Lo propio de la democracia es estar en constante cambio y renovación con miras a mejorar sus instituciones y marco legal. Las transformaciones democráticas deben estar racionalmente orientadas con el propósito de reflejar mejor, en el marco de la democracia representativa, el sentir de una sociedad plural, dinámica y cada vez más exigente respecto de sus gobernantes, de los partidos políticos y de quienes se postulan y ocupan cargos en los órganos legislativos pero también de las autoridades electorales.
Una de las grandes conquistas de estas luchas democráticas fue la creación de instituciones electorales autónomas tanto a nivel nacional como en las entidades federativas. Eso permitió, por ejemplo, la formación del Instituto Federal Electoral (IFE) en 1990. De aquí siguió la construcción de instituciones electorales en los estados como el Instituto Electoral y de Participación Ciudadana del Tabasco.
Hoy se habla con mucha frecuencia y, ciertamente, con soltura de que hay una crisis de los partidos políticos.
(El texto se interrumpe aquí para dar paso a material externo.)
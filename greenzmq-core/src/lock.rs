//! `FairLock`: reentrant FIFO mutex for cooperative tasks.
//!
//! Same-direction operations on a shared socket must complete in caller
//! order, so the lock never lets a newcomer barge past queued tasks:
//!
//! - `acquire()` succeeds immediately only when the lock is free with an empty
//!   queue, or when the calling task already holds it (reentrant).
//! - `release()` at count zero *schedules* the head of the queue; the head
//!   takes ownership itself when it next runs.
//! - Reentrancy is keyed on [`TaskId`], not on call depth.

use std::cell::RefCell;
use std::collections::VecDeque;
use std::future::Future;
use std::pin::Pin;
use std::rc::Rc;
use std::task::{Context, Poll, Waker};

use tracing::{debug, error, trace};

use crate::error::{Result, SyncError};
use crate::hub::Hub;
use crate::task::TaskId;

struct Waiter {
    ticket: u64,
    task: TaskId,
    waker: Waker,
}

#[derive(Default)]
struct LockState {
    waiters: VecDeque<Waiter>,
    count: usize,
    holder: Option<TaskId>,
    /// Ticket of the head waiter that `release()` has woken
    scheduled: Option<u64>,
    next_ticket: u64,
}

impl LockState {
    fn try_take(&mut self, task: TaskId) -> bool {
        let reentrant = self.count > 0 && self.holder == Some(task);
        let free = self.count == 0 && self.waiters.is_empty();
        if reentrant || free {
            self.holder = Some(task);
            self.count += 1;
            true
        } else {
            false
        }
    }

    fn schedule_head(&mut self) {
        if let Some(head) = self.waiters.front() {
            trace!(task = %head.task, "scheduling next lock holder");
            self.scheduled = Some(head.ticket);
            head.waker.wake_by_ref();
        }
    }
}

/// Reentrant, strictly FIFO lock over cooperative tasks.
pub struct FairLock {
    hub: Rc<dyn Hub>,
    state: RefCell<LockState>,
}

impl FairLock {
    pub fn new(hub: Rc<dyn Hub>) -> Self {
        Self {
            hub,
            state: RefCell::new(LockState::default()),
        }
    }

    /// Wait until the current task is the sole holder.
    ///
    /// Resolves immediately if the current task already holds the lock.
    pub fn acquire(&self) -> Acquire<'_> {
        Acquire {
            lock: self,
            task: None,
            ticket: None,
            done: false,
        }
    }

    /// Take the lock without suspending.
    ///
    /// Returns `false` if taking it now would require queueing.
    pub fn try_acquire(&self) -> bool {
        let task = self.hub.current_task();
        self.state.borrow_mut().try_take(task)
    }

    /// Drop one level of ownership.
    ///
    /// # Errors
    ///
    /// [`SyncError::LockMisuse`] if the lock is not held.
    pub fn release(&self) -> Result<()> {
        let mut state = self.state.borrow_mut();
        if state.count == 0 {
            return Err(SyncError::LockMisuse);
        }
        state.count -= 1;
        if state.count == 0 {
            state.holder = None;
            state.schedule_head();
        }
        Ok(())
    }

    /// Acquire and return a guard that releases on drop.
    pub async fn lock(&self) -> Result<FairLockGuard<'_>> {
        self.acquire().await?;
        Ok(FairLockGuard { lock: self })
    }

    /// Guard-returning variant of [`try_acquire`](Self::try_acquire).
    pub fn try_lock(&self) -> Option<FairLockGuard<'_>> {
        self.try_acquire().then_some(FairLockGuard { lock: self })
    }

    /// Current hold count (0 when free)
    pub fn count(&self) -> usize {
        self.state.borrow().count
    }

    pub fn holder(&self) -> Option<TaskId> {
        self.state.borrow().holder
    }

    /// Number of queued tasks
    pub fn waiters(&self) -> usize {
        self.state.borrow().waiters.len()
    }

    pub fn is_locked(&self) -> bool {
        self.count() > 0
    }
}

/// Future returned by [`FairLock::acquire`].
///
/// Dropping it while queued removes the waiter; if the waiter had already
/// been scheduled the next one in line is scheduled instead.
pub struct Acquire<'a> {
    lock: &'a FairLock,
    task: Option<TaskId>,
    ticket: Option<u64>,
    done: bool,
}

impl Future for Acquire<'_> {
    type Output = Result<()>;

    fn poll(mut self: Pin<&mut Self>, cx: &mut Context<'_>) -> Poll<Self::Output> {
        let this = &mut *self;
        let mut state = this.lock.state.borrow_mut();

        let (Some(ticket), Some(task)) = (this.ticket, this.task) else {
            let task = this.lock.hub.current_task();
            if state.try_take(task) {
                this.done = true;
                return Poll::Ready(Ok(()));
            }
            let ticket = state.next_ticket;
            state.next_ticket += 1;
            state.waiters.push_back(Waiter {
                ticket,
                task,
                waker: cx.waker().clone(),
            });
            debug!(%task, queued = state.waiters.len(), "lock contended, queueing");
            this.ticket = Some(ticket);
            this.task = Some(task);
            return Poll::Pending;
        };

        if state.scheduled != Some(ticket) {
            if let Some(waiter) = state.waiters.iter_mut().find(|w| w.ticket == ticket) {
                waiter.waker.clone_from(cx.waker());
            }
            return Poll::Pending;
        }
        state.scheduled = None;

        match state.waiters.front() {
            Some(head) if head.ticket == ticket => {}
            head => {
                return Poll::Ready(Err(SyncError::WokenOutOfOrder {
                    woken: task,
                    head: head.map_or(task, |w| w.task),
                }));
            }
        }
        if state.count != 0 {
            return Poll::Ready(Err(SyncError::HeldAfterWake { count: state.count }));
        }

        state.waiters.pop_front();
        state.holder = Some(task);
        state.count = 1;
        this.done = true;
        Poll::Ready(Ok(()))
    }
}

impl Drop for Acquire<'_> {
    fn drop(&mut self) {
        let Some(ticket) = self.ticket else { return };
        if self.done {
            return;
        }
        let mut state = self.lock.state.borrow_mut();
        state.waiters.retain(|w| w.ticket != ticket);
        if state.scheduled == Some(ticket) {
            state.scheduled = None;
            if state.count == 0 {
                state.schedule_head();
            }
        }
    }
}

/// RAII holder returned by [`FairLock::lock`].
pub struct FairLockGuard<'a> {
    lock: &'a FairLock,
}

impl Drop for FairLockGuard<'_> {
    fn drop(&mut self) {
        if let Err(err) = self.lock.release() {
            error!(%err, "fair lock guard released an unheld lock");
        }
    }
}

#[cfg(test)]
mod tests {
    use super::*;
    use crate::readiness::Direction;
    use crate::task::scoped;
    use async_trait::async_trait;
    use futures::channel::oneshot;
    use futures::executor::LocalPool;
    use futures::task::{noop_waker_ref, LocalSpawnExt};
    use std::io;
    use std::os::fd::RawFd;

    struct NoIo;

    #[async_trait(?Send)]
    impl Hub for NoIo {
        async fn wait(&self, _fd: RawFd, _direction: Direction) -> io::Result<()> {
            Ok(())
        }
    }

    fn new_lock() -> Rc<FairLock> {
        Rc::new(FairLock::new(Rc::new(NoIo)))
    }

    #[test]
    fn test_release_unacquired_is_misuse() {
        let lock = new_lock();
        assert_eq!(lock.release(), Err(SyncError::LockMisuse));
    }

    #[test]
    fn test_nested_acquire_counts_symmetrically() {
        let lock = new_lock();
        let mut pool = LocalPool::new();
        let l = lock.clone();
        pool.run_until(scoped(async move {
            l.acquire().await.unwrap();
            l.acquire().await.unwrap();
            assert_eq!(l.count(), 2);
            l.release().unwrap();
            assert_eq!(l.count(), 1);
            assert!(l.is_locked());
            l.release().unwrap();
            assert_eq!(l.count(), 0);
            assert_eq!(l.holder(), None);
            assert_eq!(l.release(), Err(SyncError::LockMisuse));
        }));
    }

    #[test]
    fn test_reentrant_holder_blocks_other_task_until_fully_released() {
        let lock = new_lock();
        let mut pool = LocalPool::new();
        let spawner = pool.spawner();
        let (first_tx, first_rx) = oneshot::channel::<()>();
        let (second_tx, second_rx) = oneshot::channel::<()>();
        let acquired = Rc::new(RefCell::new(false));

        let l = lock.clone();
        spawner
            .spawn_local(scoped(async move {
                l.acquire().await.unwrap();
                l.acquire().await.unwrap();
                first_rx.await.unwrap();
                l.release().unwrap();
                second_rx.await.unwrap();
                l.release().unwrap();
            }))
            .unwrap();

        let l = lock.clone();
        let flag = acquired.clone();
        spawner
            .spawn_local(scoped(async move {
                l.acquire().await.unwrap();
                *flag.borrow_mut() = true;
                l.release().unwrap();
            }))
            .unwrap();

        pool.run_until_stalled();
        assert_eq!(lock.count(), 2);
        assert_eq!(lock.waiters(), 1);
        assert!(!*acquired.borrow());

        first_tx.send(()).unwrap();
        pool.run_until_stalled();
        assert_eq!(lock.count(), 1);
        assert!(!*acquired.borrow());

        second_tx.send(()).unwrap();
        pool.run_until_stalled();
        assert!(*acquired.borrow());
        assert!(!lock.is_locked());
    }

    #[test]
    fn test_fifo_order_without_barging() {
        let lock = new_lock();
        let mut pool = LocalPool::new();
        let spawner = pool.spawner();
        let order = Rc::new(RefCell::new(Vec::new()));
        let (tx, rx) = oneshot::channel::<()>();

        let l = lock.clone();
        let log = order.clone();
        spawner
            .spawn_local(scoped(async move {
                l.acquire().await.unwrap();
                rx.await.unwrap();
                l.release().unwrap();
                // Freed lock with a non-empty queue: must line up behind everyone.
                l.acquire().await.unwrap();
                log.borrow_mut().push(0);
                l.release().unwrap();
            }))
            .unwrap();

        for i in 1..=5 {
            let l = lock.clone();
            let log = order.clone();
            spawner
                .spawn_local(scoped(async move {
                    l.acquire().await.unwrap();
                    log.borrow_mut().push(i);
                    l.release().unwrap();
                }))
                .unwrap();
        }

        pool.run_until_stalled();
        assert_eq!(lock.waiters(), 5);
        tx.send(()).unwrap();
        pool.run_until_stalled();
        assert_eq!(*order.borrow(), vec![1, 2, 3, 4, 5, 0]);
        assert!(!lock.is_locked());
    }

    #[test]
    fn test_dropped_scheduled_waiter_passes_turn_on() {
        let lock = new_lock();
        let mut cx = Context::from_waker(noop_waker_ref());
        assert!(lock.try_acquire());

        let mut first = Box::pin(lock.acquire());
        let mut second = Box::pin(lock.acquire());
        assert!(first.as_mut().poll(&mut cx).is_pending());
        assert!(second.as_mut().poll(&mut cx).is_pending());
        assert_eq!(lock.waiters(), 2);

        lock.release().unwrap();
        drop(first);
        assert_eq!(lock.waiters(), 1);
        assert_eq!(second.as_mut().poll(&mut cx), Poll::Ready(Ok(())));
        assert_eq!(lock.count(), 1);
        assert_eq!(lock.waiters(), 0);
    }

    #[test]
    fn test_guard_releases_on_drop() {
        let lock = new_lock();
        let mut pool = LocalPool::new();
        let l = lock.clone();
        pool.run_until(scoped(async move {
            let guard = l.lock().await.unwrap();
            assert_eq!(l.count(), 1);
            drop(guard);
            assert_eq!(l.count(), 0);
        }));
    }
}
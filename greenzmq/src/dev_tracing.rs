/// Development helper: initialize tracing subscriber when `RUST_LOG` is set.
///
/// Tests can call `greenzmq::dev_tracing::init_tracing()` to see lock
/// handovers and gate wakeups. This is a no-op when `RUST_LOG` is not set
/// or when a global subscriber is already installed.
pub fn init_tracing() {
    use std::env;

    if env::var("RUST_LOG").is_ok() {
        let _ = tracing_subscriber::fmt()
            .with_env_filter(tracing_subscriber::EnvFilter::from_default_env())
            .with_test_writer()
            .try_init();
    }
}
//! Operation directions and the readiness bitmask.

use std::fmt;
use std::ops::BitOr;

/// Direction of a socket operation.
#[derive(Debug, Clone, Copy, PartialEq, Eq, Hash)]
pub enum Direction {
    Send,
    Recv,
}

impl Direction {
    /// The other direction.
    #[must_use]
    pub const fn opposite(self) -> Self {
        match self {
            Self::Send => Self::Recv,
            Self::Recv => Self::Send,
        }
    }

    pub const fn as_str(self) -> &'static str {
        match self {
            Self::Send => "send",
            Self::Recv => "recv",
        }
    }
}

impl fmt::Display for Direction {
    fn fmt(&self, f: &mut fmt::Formatter<'_>) -> fmt::Result {
        f.write_str(self.as_str())
    }
}

/// Edge-triggered readiness reported by the messaging library.
///
/// Only ever obtained as a side effect of send, receive or an explicit
/// readiness query; it is never polled on its own.
#[derive(Debug, Clone, Copy, Default, PartialEq, Eq, Hash)]
pub struct Readiness(u8);

impl Readiness {
    pub const NONE: Self = Self(0);
    /// A message can be received without blocking (POLLIN)
    pub const READABLE: Self = Self(0b01);
    /// A message can be sent without blocking (POLLOUT)
    pub const WRITABLE: Self = Self(0b10);

    #[must_use]
    pub const fn contains(self, other: Self) -> bool {
        self.0 & other.0 == other.0
    }

    #[must_use]
    pub const fn is_empty(self) -> bool {
        self.0 == 0
    }

    /// Whether an operation in `direction` may proceed.
    #[must_use]
    pub const fn allows(self, direction: Direction) -> bool {
        match direction {
            Direction::Send => self.contains(Self::WRITABLE),
            Direction::Recv => self.contains(Self::READABLE),
        }
    }
}

impl BitOr for Readiness {
    type Output = Self;

    fn bitor(self, rhs: Self) -> Self {
        Self(self.0 | rhs.0)
    }
}
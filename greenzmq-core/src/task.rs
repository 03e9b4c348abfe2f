//! Cooperative task identity.
//!
//! Rust futures carry no notion of "which task am I", but reentrant locking
//! needs one. A task gets an identity by being wrapped in [`scoped`]: every
//! poll of the wrapped future publishes its [`TaskId`] in a thread-local so
//! code running inside can read it with [`TaskId::current`].
//!
//! Scopes nest: an inner scope shadows the outer one for the duration of its
//! own poll and restores it afterwards.

use std::cell::Cell;
use std::fmt;
use std::future::Future;
use std::pin::Pin;
use std::task::{Context, Poll};

thread_local! {
    static CURRENT: Cell<Option<TaskId>> = const { Cell::new(None) };
    static NEXT_ID: Cell<u64> = const { Cell::new(1) };
}

/// Identity of a cooperative task on the current thread.
#[derive(Debug, Clone, Copy, PartialEq, Eq, Hash, PartialOrd, Ord)]
pub struct TaskId(u64);

impl TaskId {
    /// Allocate a fresh identity, unique on this thread.
    #[must_use]
    pub fn next() -> Self {
        NEXT_ID.with(|next| {
            let id = next.get();
            next.set(id + 1);
            Self(id)
        })
    }

    /// Identity of the task currently being polled.
    ///
    /// Outside of any [`scoped`] future every call returns a fresh anonymous
    /// identity, so such callers never count as reentrant.
    #[must_use]
    pub fn current() -> Self {
        Self::try_current().unwrap_or_else(Self::next)
    }

    /// Identity of the enclosing scope, if any.
    #[must_use]
    pub fn try_current() -> Option<Self> {
        CURRENT.with(Cell::get)
    }

    /// Build an identity from a raw value (tests and diagnostics).
    #[must_use]
    pub const fn from_raw(raw: u64) -> Self {
        Self(raw)
    }

    /// Raw numeric value.
    #[must_use]
    pub const fn as_u64(self) -> u64 {
        self.0
    }
}

impl fmt::Display for TaskId {
    fn fmt(&self, f: &mut fmt::Formatter<'_>) -> fmt::Result {
        write!(f, "task#{}", self.0)
    }
}

/// Future wrapper that runs its inner future under a fixed [`TaskId`].
pub struct Scoped<F> {
    id: TaskId,
    future: Pin<Box<F>>,
}

impl<F> Scoped<F> {
    /// Identity published while the inner future is polled.
    pub const fn id(&self) -> TaskId {
        self.id
    }
}

impl<F: Future> Future for Scoped<F> {
    type Output = F::Output;

    fn poll(mut self: Pin<&mut Self>, cx: &mut Context<'_>) -> Poll<Self::Output> {
        let this = &mut *self;
        let _enter = Enter::new(this.id);
        this.future.as_mut().poll(cx)
    }
}

/// Give `future` a fresh task identity.
pub fn scoped<F: Future>(future: F) -> Scoped<F> {
    Scoped {
        id: TaskId::next(),
        future: Box::pin(future),
    }
}

/// Restores the previous identity when the poll returns or unwinds.
struct Enter {
    prev: Option<TaskId>,
}

impl Enter {
    fn new(id: TaskId) -> Self {
        let prev = CURRENT.with(|current| current.replace(Some(id)));
        Self { prev }
    }
}

impl Drop for Enter {
    fn drop(&mut self) {
        CURRENT.with(|current| current.set(self.prev));
    }
}

#[cfg(test)]
mod tests {
    use super::*;
    use futures::executor::block_on;

    #[test]
    fn test_anonymous_ids_are_fresh() {
        assert_eq!(TaskId::try_current(), None);
        assert_ne!(TaskId::current(), TaskId::current());
    }

    #[test]
    fn test_scope_is_stable_across_calls() {
        let fut = scoped(async { (TaskId::current(), TaskId::current()) });
        let id = fut.id();
        let (a, b) = block_on(fut);
        assert_eq!(a, id);
        assert_eq!(b, id);
        assert_eq!(TaskId::try_current(), None);
    }

    #[test]
    fn test_nested_scope_restores_outer() {
        let (outer, inner, after) = block_on(scoped(async {
            let outer = TaskId::current();
            let inner = scoped(async { TaskId::current() }).await;
            (outer, inner, TaskId::current())
        }));
        assert_ne!(outer, inner);
        assert_eq!(outer, after);
    }
}
//! Scheduler seam.
//!
//! Everything the primitives need from the cooperative runtime besides
//! `Waker`s: the identity of the running task and a readiness wait on a
//! descriptor. Passing a [`Hub`] explicitly lets tests drive the primitives
//! with a fake scheduler.

use std::future::Future;
use std::io;
use std::os::fd::RawFd;
use std::pin::Pin;
use std::task::{Context, Poll};

use async_trait::async_trait;

use crate::readiness::Direction;
use crate::task::TaskId;

/// Cooperative scheduler services.
#[async_trait(?Send)]
pub trait Hub {
    /// Identity of the task currently running on this thread.
    fn current_task(&self) -> TaskId {
        TaskId::current()
    }

    /// Suspend until `fd` signals readiness.
    ///
    /// `direction` names the operation that is waiting. Messaging
    /// descriptors only ever signal readability, whatever the direction, so
    /// implementations are free to ignore it.
    async fn wait(&self, fd: RawFd, direction: Direction) -> io::Result<()>;

    /// Suspend once and let every other ready task run before resuming.
    async fn yield_now(&self) {
        YieldNow { yielded: false }.await;
    }
}

/// Pending exactly once, waking itself so it is polled again.
struct YieldNow {
    yielded: bool,
}

impl Future for YieldNow {
    type Output = ();

    fn poll(mut self: Pin<&mut Self>, cx: &mut Context<'_>) -> Poll<()> {
        if self.yielded {
            return Poll::Ready(());
        }
        self.yielded = true;
        cx.waker().wake_by_ref();
        Poll::Pending
    }
}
Sea verdad o no este aserto me parece que en todo caso la solución de esa crisis está en la recuperación del concepto básico de representatividad, o dicho con más precisión de representatividad de los intereses sociales en lugar de que los partidos políticos representan o defiendan intereses situados en el vértice del poder y que se cierren tan sólo a la adjudicación de puestos y posiciones para un puñado de dirigentes e incondicionales que rondan los círculos cercanos a las dirigencias.
La democratización de la sociedad pasa, entonces, necesariamente, por la democratización de los partidos políticos. Que éstos se abran a la participación de sus bases y que esos partidos se acerquen, de nuevo, a la sociedad civil para captar el sentir de la gente común; voltear la mirada al ciudadano y no esperar los favores de los gobernantes y los poderosos. En ese cambio de perspectiva radica la viabilidad y el futuro de los partidos políticos. Engolosinarse menos con el poder y acercarse más a la verdadera razón de ser de su propia institucionalidad, “los individuos de carne y hueso” como decía Antonio Gramsci.
Los órganos electorales no son ajenos a esta dinámica y se han convertido en espacios de cuotas de poder de los partidos políticos. Si bien, hemos logrado mucho al transparentar, incluso los procesos de selección del personal del servicio electoral profesional, a través de los concursos de oposición, la tarea no concluye ahí; se requieren autoridades electorales no sólo ciudadanas sino plenamente legitimadas.
Lo anterior, a propósito de las voces que se han pronunciado a favor de dejar en manos del IFE la organización del próximo proceso electoral en la entidad, que tendrá lugar en el verano de 2015. Esta posibilidad que se avizora en un futuro inmediato tiene la finalidad de concentrar las funciones comiciales en un solo instituto electoral nacional. Sin embargo, no olvidemos que se imponen singularidades en cada proceso electoral y en cada elección.
No se exagera si se afirma que, nos guste o no, el problema medular más allá de lograr una notoria reducción de gastos y burocracia, es el papel de los servidores públicos que fungen como árbitros en esta magna tarea de responsabilidad pública.
Como conclusión constructiva debemos cuestionarnos dónde están los huecos en la gran arquitectura jurídica y organizacional que tanto trabajo costó construir a los tabasqueños en materia electoral. En mi opinión, el destino y la consolidación de los órganos electorales, así como el fortalecimiento del sistema de partidos políticos, en nuestro país y en Tabasco están estrechamente relacionados con la consolidación de la democracia.